Pemberton High nursing club tours hospital
At a time of year when many students are thinking about tuxedos and prom dresses, a group of Pemberton Township High School students yesterday made a different fashion statement.

At a time of year when many students are thinking about tuxedos and prom dresses, a group of Pemberton Township High School students yesterday made a different fashion statement.
During a tour of the Deborah Heart and Lung Center, the students donned zip-up suits made from scratchy blue paper, complete with booties and a hairnet. They might not be the typical teenage wear, but for members of the school's Future Nurses of America club these "blue bunny suits" may represent a look into the future.
The club, made up of 14 students and headed by school nurse Elisabeth McCartney, toured the Browns Mills hospital as part of National Nurses Week.
The students followed clinical educator Maureen O'Brien through the 161-bed specialty hospital, including the operating room, where the sterile suits are required. The students examined equipment, toured the Cardiac Catheterization Lab and talked to medical professionals.
According to O'Brien, it's necessary to spark an interest in nursing at an early age.
"By 2020, there will be an 800,000 to 1 million nursing shortage," she said, requiring hospitals like Deborah to look into outreach and recruitment programs before staff shortages reach critical levels.
For some students, her strategy seemed to pay off.
"I wanted to be a nurse before, but after today I want to do it even more," said Victoria Gampetro, 15.
Members of the hospital staff took time to encourage the students' interest; among them was Todd Williams, a nurse since 1982.
Pulled into a room to encourage Ryan Noone, 18, the only boy in the group, Williams admitted "there is a stigma of being a male nurse." But he also said: "You can work anywhere and you'll never be unemployed."
After speaking with Williams, the students worked with Ben, a simulator made out of rubber and hooked up to a computer. The instruction model for nursing students moaned lines like, "Oh, I can't breathe, and my chest hurts," as his chest rose and fell.
Students, at first seemingly nervous because of Ben's mechanized pain, quickly got over their shyness and crowded around, listening to his lungs and heartbeat through stethoscopes.

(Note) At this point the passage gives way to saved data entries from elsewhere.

//! The subset of the glTF 2.0 document needed to build a paintable body:
//! node hierarchy with transforms, triangle meshes, and PBR factors.

use std::collections::HashMap;
use std::sync::Arc;

use glam::{Mat4, Quat, Vec3};
use serde::Deserialize;

use super::AssetError;
use crate::appearance::Material;
use crate::viewport::mesh::{MeshData, VERTEX_STRIDE};

/// glTF component types
pub const UNSIGNED_BYTE: u32 = 5121;
pub const UNSIGNED_SHORT: u32 = 5123;
pub const UNSIGNED_INT: u32 = 5125;
pub const FLOAT: u32 = 5126;

/// Primitive mode for triangle lists
const TRIANGLES: u32 = 4;

#[derive(Debug, Default, Deserialize)]
#[serde(rename_all = "camelCase")]
pub struct Document {
    #[serde(default)]
    pub scene: Option<usize>,
    #[serde(default)]
    pub scenes: Vec<Scene>,
    #[serde(default)]
    pub nodes: Vec<Node>,
    #[serde(default)]
    pub meshes: Vec<Mesh>,
    #[serde(default)]
    pub accessors: Vec<Accessor>,
    #[serde(default)]
    pub buffer_views: Vec<BufferView>,
    #[serde(default)]
    pub materials: Vec<GltfMaterial>,
}

#[derive(Debug, Default, Deserialize)]
pub struct Scene {
    #[serde(default)]
    pub nodes: Vec<usize>,
}

#[derive(Debug, Default, Deserialize)]
pub struct Node {
    pub name: Option<String>,
    pub mesh: Option<usize>,
    #[serde(default)]
    pub children: Vec<usize>,
    pub matrix: Option<[f32; 16]>,
    pub translation: Option<[f32; 3]>,
    pub rotation: Option<[f32; 4]>,
    pub scale: Option<[f32; 3]>,
}

impl Node {
    /// Local transform: explicit matrix, else T * R * S
    pub fn local_matrix(&self) -> Mat4 {
        if let Some(m) = self.matrix {
            return Mat4::from_cols_array(&m);
        }
        let t = self.translation.map(Vec3::from).unwrap_or(Vec3::ZERO);
        let r = self.rotation.map(Quat::from_array).unwrap_or(Quat::IDENTITY);
        let s = self.scale.map(Vec3::from).unwrap_or(Vec3::ONE);
        Mat4::from_scale_rotation_translation(s, r, t)
    }
}

#[derive(Debug, Default, Deserialize)]
pub struct Mesh {
    pub name: Option<String>,
    #[serde(default)]
    pub primitives: Vec<Primitive>,
}

#[derive(Debug, Default, Deserialize)]
pub struct Primitive {
    #[serde(default)]
    pub attributes: HashMap<String, usize>,
    pub indices: Option<usize>,
    pub material: Option<usize>,
    pub mode: Option<u32>,
}

#[derive(Debug, Default, Deserialize)]
#[serde(rename_all = "camelCase")]
pub struct Accessor {
    pub buffer_view: Option<usize>,
    #[serde(default)]
    pub byte_offset: usize,
    pub component_type: u32,
    pub count: usize,
    #[serde(rename = "type")]
    pub kind: String,
}

impl Accessor {
    fn components(&self) -> Result<usize, AssetError> {
        Ok(match self.kind.as_str() {
            "SCALAR" => 1,
            "VEC2" => 2,
            "VEC3" => 3,
            "VEC4" => 4,
            other => return Err(AssetError::Unsupported(format!("accessor type {other}"))),
        })
    }
}

#[derive(Debug, Default, Deserialize)]
#[serde(rename_all = "camelCase")]
pub struct BufferView {
    #[serde(default)]
    pub buffer: usize,
    #[serde(default)]
    pub byte_offset: usize,
    pub byte_length: usize,
    pub byte_stride: Option<usize>,
}

#[derive(Debug, Default, Deserialize)]
#[serde(rename_all = "camelCase")]
pub struct GltfMaterial {
    pub name: Option<String>,
    #[serde(default)]
    pub pbr_metallic_roughness: Option<PbrMetallicRoughness>,
}

#[derive(Debug, Deserialize)]
#[serde(rename_all = "camelCase")]
pub struct PbrMetallicRoughness {
    #[serde(default = "default_color")]
    pub base_color_factor: [f32; 4],
    #[serde(default = "default_one")]
    pub metallic_factor: f32,
    #[serde(default = "default_one")]
    pub roughness_factor: f32,
}

fn default_color() -> [f32; 4] {
    [1.0; 4]
}

fn default_one() -> f32 {
    1.0
}

impl GltfMaterial {
    fn to_material(&self) -> Material {
        match &self.pbr_metallic_roughness {
            Some(pbr) => Material {
                base_color: [pbr.base_color_factor[0], pbr.base_color_factor[1], pbr.base_color_factor[2]],
                roughness: pbr.roughness_factor,
                metallic: pbr.metallic_factor,
            },
            // glTF defaults: white, fully metallic and rough
            None => Material {
                base_color: [1.0; 3],
                roughness: 1.0,
                metallic: 1.0,
            },
        }
    }
}

/// A mesh node flattened into world space
pub struct FlatNode {
    pub name: String,
    pub mesh: MeshData,
    pub material: Arc<Material>,
}

/// Reads accessor data out of the binary buffer.
struct BufferReader<'a> {
    doc: &'a Document,
    bin: &'a [u8],
}

impl BufferReader<'_> {
    fn accessor(&self, index: usize) -> Result<&Accessor, AssetError> {
        self.doc
            .accessors
            .get(index)
            .ok_or_else(|| AssetError::BadReference(format!("accessor {index}")))
    }

    /// Element start offsets and the raw bytes they index into.
    fn elements(&self, accessor: &Accessor, element_size: usize) -> Result<Vec<usize>, AssetError> {
        let view_index = accessor
            .buffer_view
            .ok_or_else(|| AssetError::Unsupported("accessor without bufferView".into()))?;
        let view = self
            .doc
            .buffer_views
            .get(view_index)
            .ok_or_else(|| AssetError::BadReference(format!("bufferView {view_index}")))?;
        if view.buffer != 0 {
            return Err(AssetError::Unsupported(format!("external buffer {}", view.buffer)));
        }
        let stride = view.byte_stride.unwrap_or(element_size);
        let out_of_range =
            || AssetError::BadReference(format!("accessor reads past bufferView {view_index}"));
        let start = view
            .byte_offset
            .checked_add(accessor.byte_offset)
            .ok_or_else(out_of_range)?;
        let view_end = view
            .byte_offset
            .checked_add(view.byte_length)
            .ok_or_else(out_of_range)?;

        if accessor.count > 0 {
            let last_end = stride
                .checked_mul(accessor.count - 1)
                .and_then(|span| span.checked_add(start))
                .and_then(|end| end.checked_add(element_size))
                .ok_or_else(out_of_range)?;
            if last_end > view_end || view_end > self.bin.len() {
                return Err(out_of_range());
            }
        }
        Ok((0..accessor.count).map(|i| start + i * stride).collect())
    }

    fn read_f32(&self, offset: usize) -> f32 {
        f32::from_le_bytes([
            self.bin[offset],
            self.bin[offset + 1],
            self.bin[offset + 2],
            self.bin[offset + 3],
        ])
    }

    /// Float vectors with `n` components per element
    fn read_floats(&self, index: usize, n: usize) -> Result<Vec<Vec<f32>>, AssetError> {
        let accessor = self.accessor(index)?;
        if accessor.component_type != FLOAT || accessor.components()? < n {
            return Err(AssetError::Unsupported(format!(
                "accessor {index}: expected float {n}-vector"
            )));
        }
        let comps = accessor.components()?;
        let offsets = self.elements(accessor, comps * 4)?;
        Ok(offsets
            .into_iter()
            .map(|o| (0..n).map(|c| self.read_f32(o + c * 4)).collect())
            .collect())
    }

    fn read_indices(&self, index: usize) -> Result<Vec<u32>, AssetError> {
        let accessor = self.accessor(index)?;
        let size = match accessor.component_type {
            UNSIGNED_BYTE => 1,
            UNSIGNED_SHORT => 2,
            UNSIGNED_INT => 4,
            other => return Err(AssetError::Unsupported(format!("index component type {other}"))),
        };
        let offsets = self.elements(accessor, size)?;
        Ok(offsets
            .into_iter()
            .map(|o| match size {
                1 => self.bin[o] as u32,
                2 => u16::from_le_bytes([self.bin[o], self.bin[o + 1]]) as u32,
                _ => u32::from_le_bytes([self.bin[o], self.bin[o + 1], self.bin[o + 2], self.bin[o + 3]]),
            })
            .collect())
    }

    fn primitive_mesh(&self, primitive: &Primitive) -> Result<Option<MeshData>, AssetError> {
        if primitive.mode.unwrap_or(TRIANGLES) != TRIANGLES {
            tracing::debug!("Skipping non-triangle primitive (mode {:?})", primitive.mode);
            return Ok(None);
        }
        let Some(&pos_index) = primitive.attributes.get("POSITION") else {
            return Ok(None);
        };
        let positions = self.read_floats(pos_index, 3)?;
        let normals = match primitive.attributes.get("NORMAL") {
            Some(&i) => Some(self.read_floats(i, 3)?),
            None => None,
        };
        // Vertex colours are optional; normalized integer colours are ignored
        let colors = primitive.attributes.get("COLOR_0").and_then(|&i| {
            self.read_floats(i, 3)
                .map_err(|e| tracing::debug!("Ignoring COLOR_0: {e}"))
                .ok()
        });
        let indices = match primitive.indices {
            Some(i) => self.read_indices(i)?,
            None => (0..positions.len() as u32).collect(),
        };
        for (name, values) in [("NORMAL", &normals), ("COLOR_0", &colors)] {
            if let Some(values) = values {
                if values.len() != positions.len() {
                    return Err(AssetError::BadReference(format!(
                        "{name} has {} elements, POSITION has {}",
                        values.len(),
                        positions.len()
                    )));
                }
            }
        }
        if indices.iter().any(|&i| i as usize >= positions.len()) {
            return Err(AssetError::BadReference("index out of vertex range".into()));
        }

        let mut vertices = Vec::with_capacity(positions.len() * VERTEX_STRIDE);
        for (i, p) in positions.iter().enumerate() {
            let n = normals.as_ref().map(|n| n[i].as_slice()).unwrap_or(&[0.0, 0.0, 0.0]);
            let c = colors.as_ref().map(|c| c[i].as_slice()).unwrap_or(&[1.0, 1.0, 1.0]);
            vertices.extend_from_slice(&[p[0], p[1], p[2], n[0], n[1], n[2], c[0], c[1], c[2]]);
        }
        let mut mesh = MeshData {
            vertices,
            indices: indices[..indices.len() - indices.len() % 3].to_vec(),
        };
        if normals.is_none() {
            compute_vertex_normals(&mut mesh);
        }
        Ok(Some(mesh))
    }
}

/// Accumulate face normals onto vertices for assets without NORMAL.
fn compute_vertex_normals(mesh: &mut MeshData) {
    let mut acc = vec![Vec3::ZERO; mesh.vertex_count()];
    for tri in 0..mesh.triangle_count() {
        let [a, b, c] = mesh.triangle(tri);
        let n = (b - a).cross(c - a);
        for k in 0..3 {
            acc[mesh.indices[tri * 3 + k] as usize] += n;
        }
    }
    for (i, n) in acc.into_iter().enumerate() {
        let n = n.normalize_or_zero();
        let base = i * VERTEX_STRIDE + 3;
        mesh.vertices[base..base + 3].copy_from_slice(&[n.x, n.y, n.z]);
    }
}

/// Walk the default scene and flatten every mesh node into world space.
pub fn flatten(doc: &Document, bin: &[u8]) -> Result<Vec<FlatNode>, AssetError> {
    let reader = BufferReader { doc, bin };

    let roots: Vec<usize> = match doc.scenes.get(doc.scene.unwrap_or(0)) {
        Some(scene) => scene.nodes.clone(),
        // No scenes: every node that is nobody's child is a root
        None => {
            let children: std::collections::HashSet<usize> =
                doc.nodes.iter().flat_map(|n| n.children.iter().copied()).collect();
            (0..doc.nodes.len()).filter(|i| !children.contains(i)).collect()
        }
    };

    let default_material = Arc::new(Material::default());
    let materials: Vec<Arc<Material>> = doc
        .materials
        .iter()
        .map(|m| Arc::new(m.to_material()))
        .collect();

    let mut out = Vec::new();
    let mut stack: Vec<(usize, Mat4, usize)> = roots.into_iter().rev().map(|r| (r, Mat4::IDENTITY, 0)).collect();

    while let Some((index, parent, depth)) = stack.pop() {
        // Guard against cyclic hierarchies in malformed files
        if depth > doc.nodes.len() {
            return Err(AssetError::BadReference("node hierarchy contains a cycle".into()));
        }
        let node = doc
            .nodes
            .get(index)
            .ok_or_else(|| AssetError::BadReference(format!("node {index}")))?;
        let world = parent * node.local_matrix();

        if let Some(mesh_index) = node.mesh {
            let mesh = doc
                .meshes
                .get(mesh_index)
                .ok_or_else(|| AssetError::BadReference(format!("mesh {mesh_index}")))?;

            let mut merged = MeshData::default();
            let mut material = None;
            for primitive in &mesh.primitives {
                if let Some(part) = reader.primitive_mesh(primitive)? {
                    merged.append(&part);
                    if material.is_none() {
                        material = primitive.material;
                    }
                }
            }

            if !merged.is_empty() {
                let name = node
                    .name
                    .clone()
                    .or_else(|| mesh.name.clone())
                    .unwrap_or_else(|| format!("node_{index}"));
                let material = match material {
                    Some(m) => materials
                        .get(m)
                        .cloned()
                        .ok_or_else(|| AssetError::BadReference(format!("material {m}")))?,
                    None => default_material.clone(),
                };
                out.push(FlatNode {
                    name,
                    mesh: merged.transformed(&world),
                    material,
                });
            }
        }

        for &child in node.children.iter().rev() {
            stack.push((child, world, depth + 1));
        }
    }

    Ok(out)
}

O'Brien encouraged their eagerness. "Listen, I'm going to give him pneumonia now," she said, fiddling with controls on the computer.

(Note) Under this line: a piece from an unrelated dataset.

pub mod calendar_panel;
pub mod severity_panel;
pub mod status_bar;
pub mod top_bar;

Although Ben proved popular, he was no match for the operating room and its blue suits. Although girls self-consciously giggled over their outfits in the hallway, it was all business inside the O.R., where many students had indicated they wanted to work.
Lisa Guarini, an O.R. nurse, passed around instruments and showed off the layout of a surgery suite. Clamps and forceps made the rounds, as Guarini explained a typical day in the life of an O.R. nurse.
"It's a very rewarding career. You get to fix people," she said.
Still, even those with a passion for medicine looked a little green after Guarini pulled out one of the instruments.
"I think we lost some of the O.R. people," McCartney said, as Guarini described how to use a bone saw.
While the bone saw might not have been for everyone, by the end of the tour students were talking excitedly about their goals in the nursing world.
"You get to see a lot of the stuff you don't get to see unless you're in a hospital bed," Noone said. He had been inspired by a teacher who started a medical assisting class last year at the school, and the program cemented his decision to work in the nursing profession.
"I think I want to go in to O.R. nursing," said Syaisha Alexander, 17. "It's fun, interesting and more active. I just wouldn't want to be in those suits all day."